Refletir sobre o trabalho hoje exige atualizações profundas que considerem dignidade, justiça social e o impacto das novas tecnologias, propondo um modelo que coloque o ser humano no centro das relações laborais.
Frei Oton Júnior, ofm
Refletir sobre o mundo do trabalho é algo sempre necessário, mas essas reflexões precisam estar suficientemente atualizadas para acompanhar as rápidas transformações sociais. Recorrer a imagens do passado, como a ideia bíblica de que o trabalho continua a criação de Deus ou deter-se nas multidões de operários reunidos nas portas das fábricas, ao som de megafones exigindo melhores salários, é evocar cenários que já não representam a realidade atual.
Durante a Revolução Industrial, no século XIX, a Igreja se manifestou oficialmente, pela primeira vez, sobre as questões trabalhistas por meio da encíclica Rerum Novarum, de Leão XIII. Nela, há reflexões ainda relevantes para o mundo do trabalho, como a exigência de respeito à dignidade do trabalhador: “Quanto aos ricos e aos patrões, não devem tratar o operário como escravo, mas respeitar nele a dignidade do homem, realçada ainda pela do Cristão. […] O que é vergonhoso e desumano é usar dos homens como de vis instrumentos de lucro, e não os estimar senão na proporção do vigor dos seus braços” (Rerum Novarum, n. 10).

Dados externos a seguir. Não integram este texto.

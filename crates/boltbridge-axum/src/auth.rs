//! Shared-secret guard for the `/api` routes.
//!
//! Requests must carry `X-API-Key` equal to the configured secret. Anything
//! else is answered with a 401 error envelope before the handler runs.

use std::fmt;
use std::sync::Arc;

use axum::extract::{Request, State};
use axum::http::HeaderName;
use axum::middleware::Next;
use axum::response::{IntoResponse, Response};

use crate::error::HttpError;
use crate::state::AppState;

/// Header carrying the shared secret.
pub const API_KEY_HEADER: HeaderName = HeaderName::from_static("x-api-key");

/// The process-wide API secret.
///
/// Compared by exact, case-sensitive equality. `Debug` never prints it.
#[derive(Clone, PartialEq, Eq)]
pub struct ApiKey(Arc<str>);

impl ApiKey {
    /// Returns `None` for an empty secret.
    pub fn new(secret: impl AsRef<str>) -> Option<Self> {
        let secret = secret.as_ref();
        if secret.is_empty() {
            None
        } else {
            Some(Self(Arc::from(secret)))
        }
    }

    #[must_use]
    pub fn matches(&self, candidate: &str) -> bool {
        candidate == self.0.as_ref()
    }
}

impl fmt::Debug for ApiKey {
    fn fmt(&self, f: &mut fmt::Formatter<'_>) -> fmt::Result {
        f.write_str("ApiKey(<redacted>)")
    }
}

/// Auth middleware: validate `X-API-Key`.
pub async fn require_api_key(State(state): State<AppState>, req: Request, next: Next) -> Response {
    let presented = req
        .headers()
        .get(&API_KEY_HEADER)
        .and_then(|v| v.to_str().ok());

    match presented {
        Some(key) if state.api_key.matches(key) => next.run(req).await,
        _ => {
            tracing::warn!(
                path = %req.uri().path(),
                key_present = presented.is_some(),
                "Unauthorized API request - missing or invalid API key"
            );
            HttpError::Unauthorized.into_response()
        }
    }
}
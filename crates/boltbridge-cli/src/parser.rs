//! Main CLI parser.

use boltbridge_axum::{ApiKey, BOLT_ORIGIN, ServerConfig};
use boltbridge_core::DEFAULT_MODEL;
use boltbridge_upstream::{DEFAULT_UPSTREAM_BASE_URL, UpstreamConfig};
use clap::Parser;

use crate::error::CliError;

/// HTTP gateway that turns a free-tier LLM aggregator into a Bolt chat backend.
#[derive(Debug, Parser)]
#[command(name = "boltbridge")]
#[command(about = "Bolt-compatible chat gateway with code-response retries")]
#[command(version)]
pub struct Cli {
    /// Shared secret clients must send in X-API-Key
    #[arg(long, env = "API_KEY", hide_env_values = true)]
    pub api_key: Option<String>,

    /// Interface to bind
    #[arg(long, env = "HOST", default_value = "0.0.0.0")]
    pub host: String,

    /// Port to listen on
    #[arg(short, long, env = "PORT", default_value_t = boltbridge_axum::DEFAULT_PORT)]
    pub port: u16,

    /// Only origin allowed to call /api from a browser
    #[arg(long, env = "CORS_ORIGIN", default_value = BOLT_ORIGIN)]
    pub cors_origin: String,

    /// Base URL of the OpenAI-compatible upstream (e.g. the g4f API server)
    #[arg(long, env = "UPSTREAM_BASE_URL", default_value = DEFAULT_UPSTREAM_BASE_URL)]
    pub upstream_url: String,

    /// Bearer token for the upstream, if it needs one
    #[arg(long, env = "UPSTREAM_API_KEY", hide_env_values = true)]
    pub upstream_api_key: Option<String>,

    /// Model identifier requested from the upstream
    #[arg(long, env = "MODEL", default_value = DEFAULT_MODEL)]
    pub model: String,

    /// Enable verbose/debug output
    #[arg(short = 'v', long = "verbose")]
    pub verbose: bool,
}

impl Cli {
    /// Resolve the parsed flags into a server configuration.
    pub fn server_config(&self) -> Result<ServerConfig, CliError> {
        let api_key = self
            .api_key
            .as_deref()
            .and_then(ApiKey::new)
            .ok_or(CliError::MissingApiKey)?;

        let mut upstream = UpstreamConfig::new(self.upstream_url.clone());
        if let Some(token) = self.upstream_api_key.as_deref().filter(|t| !t.is_empty()) {
            upstream = upstream.with_api_key(token);
        }

        let mut config = ServerConfig::with_defaults(api_key)
            .with_port(self.port)
            .with_allowed_origin(self.cors_origin.clone())
            .with_upstream(upstream)
            .with_model(self.model.clone());
        config.host.clone_from(&self.host);

        Ok(config)
    }
}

Desde então, a Igreja tem se posicionado continuamente sobre o papel do trabalho na sociedade. No magistério do Papa Francisco, o tema foi recorrente. Na Evangelii Gaudium, documento que muitos consideram o programa de seu pontificado, o Papa criticou a lógica econômica vigente com uma frase que se tornou emblemática: “Esta economia mata”. Ele denuncia um sistema que marginaliza e exclui grandes parcelas da população, deixando-as sem trabalho, sem perspectivas, presas num beco sem saída. O ser humano, afirma, é tratado como um bem de consumo: utilizado e depois descartado (cf. Evangelii Gaudium, n. 53).
Francisco defendeu que “não podemos mais confiar nas forças cegas e na mão invisível do mercado”. Para ele, o verdadeiro crescimento exige mais do que números econômicos: requer decisões e políticas voltadas à distribuição justa da renda, à criação de empregos e à promoção integral dos pobres, para além do assistencialismo (cf. Evangelii Gaudium, n. 204).
Ele afirma ainda: “Nosso sonho vai além de garantir comida ou sustento digno. Queremos prosperidade e civilização em todos os seus aspectos: educação, acesso à saúde e, especialmente, trabalho. É no trabalho livre, criativo, participativo e solidário que o ser humano expressa e engrandece a dignidade de sua vida. Um salário justo garante acesso aos bens destinados ao bem comum” (Evangelii Gaudium, n. 192).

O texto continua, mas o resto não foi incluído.